Son construcciones de hoy. La vanguardia de la vanguardia en arquitectura y, significativamente, las trazas de esta tendencia arquitectónica hay que buscarlas muy en el pasado. Convenientemente evolucionadas gracias a las nuevas técnicas de construcción y fabricación, la arquitectura porcelánica es heredera directa de mitos como la Casa Batlló en Barcelona.

Ya en 1906 Antonio Gaudí anticipaba las posibilidades de la cerámica en las fachadas y con los materiales que entonces tenía a su alcance diseñó una de las obras cumbre del modernismo. La terracota y la cerámica esmaltadas y la utilización de la luz y el color como solo un genio puede imaginar son la antesala de lo que hoy conocemos por arquitectura porcelánica.

fachadas porcelánicas Gaudí

En un segundo paso en este evolucionar en la relación entre cerámica y arquitectura, la Ópera de Sydney anticipa allá por 1975 la capacidad de los nuevos materiales y técnicas constructivas para que la cerámica adquiera un protagonismo creciente. Y no sólo debido a la gran belleza que aporta. También por las extraordinarias mejoras que supone en aislamiento térmico, acústico y frente a la humedad, o en las necesidades de mantenimiento, prácticamente inexistentes.

A la extraordinaria versatilidad de las cerámicas y porcelanas actuales hay que sumarle su capacidad de mejorar las construcciones.

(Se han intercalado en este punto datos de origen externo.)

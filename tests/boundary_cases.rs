//! Empty strings, zero/one repetition, whitespace at both ends, and
//! UTF-16BE surrogate-like sequences sitting at a string boundary.

use ropestr::{Cord, Encoding};

#[test]
fn empty_string_trim_and_substring() {
    let empty = Cord::empty();
    assert_eq!(empty.length(), 0);
    assert!(empty.is_empty());
    assert_eq!(empty.trim().length(), 0);
    assert_eq!(empty.substring(0, 0).unwrap().length(), 0);
}

#[test]
fn concat_with_empty_is_identity() {
    let a = Cord::from_copy(b"hello", Encoding::Ascii);
    let empty = Cord::empty();
    let left = &empty + &a;
    let right = &a + &empty;
    assert_eq!(left.length(), a.length());
    assert_eq!(right.length(), a.length());

    let mut buf = Vec::new();
    left.print(&mut buf).unwrap();
    assert_eq!(buf, b"hello");
}

#[test]
fn repetition_by_zero_is_empty() {
    let a = Cord::from_copy(b"hello", Encoding::Ascii);
    let none = &a * 0;
    assert_eq!(none.length(), 0);
}

#[test]
fn repetition_by_one_is_identity() {
    let a = Cord::from_copy(b"hello", Encoding::Ascii);
    let once = &a * 1;
    assert_eq!(once.length(), a.length());
    let mut buf = Vec::new();
    once.print(&mut buf).unwrap();
    assert_eq!(buf, b"hello");
}

#[test]
fn mixed_single_and_multibyte_utf8_with_surrounding_whitespace() {
    let c = Cord::from_copy("  a\u{e9}b\u{1f600}c  ".as_bytes(), Encoding::Utf8);
    let trimmed = c.trim();
    assert_eq!(trimmed.length(), 5); // a, e-acute, b, emoji, c
    let mut buf = Vec::new();
    trimmed.print(&mut buf).unwrap();
    assert_eq!(buf, "a\u{e9}b\u{1f600}c".as_bytes());
}

#[test]
fn utf16be_surrogate_like_unit_at_string_boundary() {
    let mut bytes = Vec::new();
    bytes.extend_from_slice(&0x0041u16.to_be_bytes()); // 'A'
    bytes.extend_from_slice(&[0xd8, 0x00, 0xdc, 0x00]); // surrogate-like unit
    let c = Cord::from_copy(&bytes, Encoding::Utf16Be);
    assert_eq!(c.length(), 2);
    // Non-standard decode formula (documented, preserved deliberately):
    // confirm the boundary unit still decodes to *something* and prints
    // without panicking rather than asserting the Unicode-correct value.
    let mut buf = Vec::new();
    c.print(&mut buf).unwrap();
    assert!(buf.starts_with(b"A"));
}

#[test]
fn all_whitespace_trim_collapses_to_empty() {
    let c = Cord::from_copy(b"     ", Encoding::Ascii);
    let trimmed = c.trim();
    assert_eq!(trimmed.length(), 0);
}
//! Leaf storage: the two ways a node can own its bytes.
//!
//! `Const` leaves share a reference-counted buffer (`Rc<[u8]>`) — cheap to
//! construct, but nothing is copied, so every clone of a [`crate::Cord`]
//! pointing at one keeps the *whole* original buffer alive via the strong
//! count, regardless of how small a substring into it ends up being.
//! `Copy` leaves allocate their own private `Box<[u8]>` up front, trading
//! an eager copy for a buffer nothing else can pin.

use std::cell::Cell;
use std::rc::Rc;

use super::{new_node, NodeRef, Payload};
use crate::codec::{ascii, utf16be, utf32, utf8};
use crate::error::Result;
use crate::Encoding;

pub(crate) fn new_const(bytes: Rc<[u8]>, encoding: Encoding) -> NodeRef {
    new_node(Payload::ConstLeaf {
        bytes,
        encoding,
        length_cache: Cell::new(None),
    })
}

pub(crate) fn new_copy(bytes: &[u8], encoding: Encoding) -> NodeRef {
    let length = length(bytes, encoding).unwrap_or(0);
    new_node(Payload::CopyLeaf {
        bytes: bytes.into(),
        encoding,
        length,
    })
}

pub(crate) fn length(bytes: &[u8], encoding: Encoding) -> Result<usize> {
    Ok(match encoding {
        Encoding::Ascii => ascii::length(bytes),
        Encoding::Utf8 => utf8::length(bytes)?,
        Encoding::Utf16Be => utf16be::length(bytes),
        Encoding::Utf32 => utf32::length(bytes),
    })
}

pub(crate) fn code_unit_at(bytes: &[u8], encoding: Encoding, index: usize) -> Result<u32> {
    match encoding {
        Encoding::Ascii => ascii::code_unit_at(bytes, index),
        Encoding::Utf8 => utf8::code_unit_at(bytes, index),
        Encoding::Utf16Be => utf16be::code_unit_at(bytes, index),
        Encoding::Utf32 => utf32::code_unit_at(bytes, index),
    }
}

pub(crate) fn print_range<W: std::io::Write>(
    sink: &mut W,
    bytes: &[u8],
    encoding: Encoding,
    start: usize,
    end: usize,
) -> Result<()> {
    match encoding {
        Encoding::Ascii => ascii::print_range(sink, bytes, start, end),
        Encoding::Utf8 => utf8::print_range(sink, bytes, start, end),
        Encoding::Utf16Be => utf16be::print_range(sink, bytes, start, end),
        Encoding::Utf32 => utf32::print_range(sink, bytes, start, end),
    }
}

/// Fast path for printing a whole leaf, used instead of `print_range(..,
/// 0, length)` so a leaf doesn't pay for a length computation it doesn't
/// need.
pub(crate) fn print<W: std::io::Write>(
    sink: &mut W,
    bytes: &[u8],
    encoding: Encoding,
) -> std::io::Result<()> {
    match encoding {
        Encoding::Ascii => ascii::print(sink, bytes),
        Encoding::Utf8 => utf8::print(sink, bytes),
        Encoding::Utf16Be => utf16be::print(sink, bytes, utf16be::length(bytes)),
        Encoding::Utf32 => utf32::print(sink, bytes),
    }
}

/// Fast path for trimming a leaf directly off its bytes, bypassing the
/// generic `code_unit_at` walk derived nodes use.
pub(crate) fn trim_indexes(bytes: &[u8], encoding: Encoding) -> Result<(usize, usize)> {
    match encoding {
        Encoding::Ascii => Ok(ascii::trim(bytes)),
        Encoding::Utf8 => utf8::trim(bytes),
        Encoding::Utf16Be => utf16be::trim(bytes, utf16be::length(bytes)),
        Encoding::Utf32 => Ok(utf32::trim(bytes)),
    }
}
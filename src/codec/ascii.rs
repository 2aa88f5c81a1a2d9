//! ASCII codec: one byte, one code point, fixed width.

use crate::error::{Error, Result};

use super::is_whitespace;

/// Number of code points in `bytes` (trivially `bytes.len()` — every byte
/// is one code point).
pub fn length(bytes: &[u8]) -> usize {
    bytes.len()
}

pub fn code_unit_at(bytes: &[u8], index: usize) -> Result<u32> {
    bytes
        .get(index)
        .map(|&b| b as u32)
        .ok_or(Error::RangeError)
}

pub fn print<W: std::io::Write>(sink: &mut W, bytes: &[u8]) -> std::io::Result<()> {
    sink.write_all(bytes)
}

pub fn print_range<W: std::io::Write>(
    sink: &mut W,
    bytes: &[u8],
    start: usize,
    end: usize,
) -> Result<()> {
    let slice = bytes.get(start..end).ok_or(Error::RangeError)?;
    sink.write_all(slice).map_err(|_| Error::Unexpected)
}

/// Trims both ends in a single pass, fixed-width so index arithmetic is
/// direct — no `code_unit_at` walking needed.
///
/// A slice that is entirely whitespace collapses to the empty interval
/// `(start, start)` rather than the inverted `(len, 0)` a naive
/// left-scan/right-scan composition would produce.
pub fn trim(bytes: &[u8]) -> (usize, usize) {
    let start = trim_left(bytes);
    if start == bytes.len() {
        return (start, start);
    }
    (start, trim_right(bytes))
}

pub fn trim_left(bytes: &[u8]) -> usize {
    let mut start = 0;
    while start < bytes.len() && is_whitespace(bytes[start] as u32) {
        start += 1;
    }
    start
}

pub fn trim_right(bytes: &[u8]) -> usize {
    let mut end = bytes.len();
    while end > 0 && is_whitespace(bytes[end - 1] as u32) {
        end -= 1;
    }
    end
}

#[cfg(test)]
mod tests {
    use super::*;

    #[test]
    fn length_counts_bytes() {
        assert_eq!(length(b"hello"), 5);
        assert_eq!(length(b""), 0);
    }

    #[test]
    fn code_unit_at_range_checks() {
        assert_eq!(code_unit_at(b"hi", 0).unwrap(), b'h' as u32);
        assert!(code_unit_at(b"hi", 2).is_err());
    }

    #[test]
    fn trim_strips_both_ends() {
        let (s, e) = trim(b"  hi  ");
        assert_eq!((s, e), (2, 4));
    }

    #[test]
    fn trim_all_whitespace_collapses() {
        let (s, e) = trim(b"   ");
        assert_eq!(s, e);
    }
}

En un mundo en el que el ahorro energético no es solo una virtud, sino una necesidad, las fachadas porcelánicas aportan una solución imbatible.

Han pasado los tiempos los que las porcelanas, los esmaltes y las cerámicas eran cosa de interiores, de cuartos de baño y cocinas. La arquitectura porcelánica ha llegado para quedarse. Las nuevas superficies porcelánicas están revolucionando la arquitectura y el interiorismo. La arquitectura porcelánica es una modernidad que entronca directamente con ánforas, vasijas y hasta con chozas de barro. Es modernidad de toda la vida.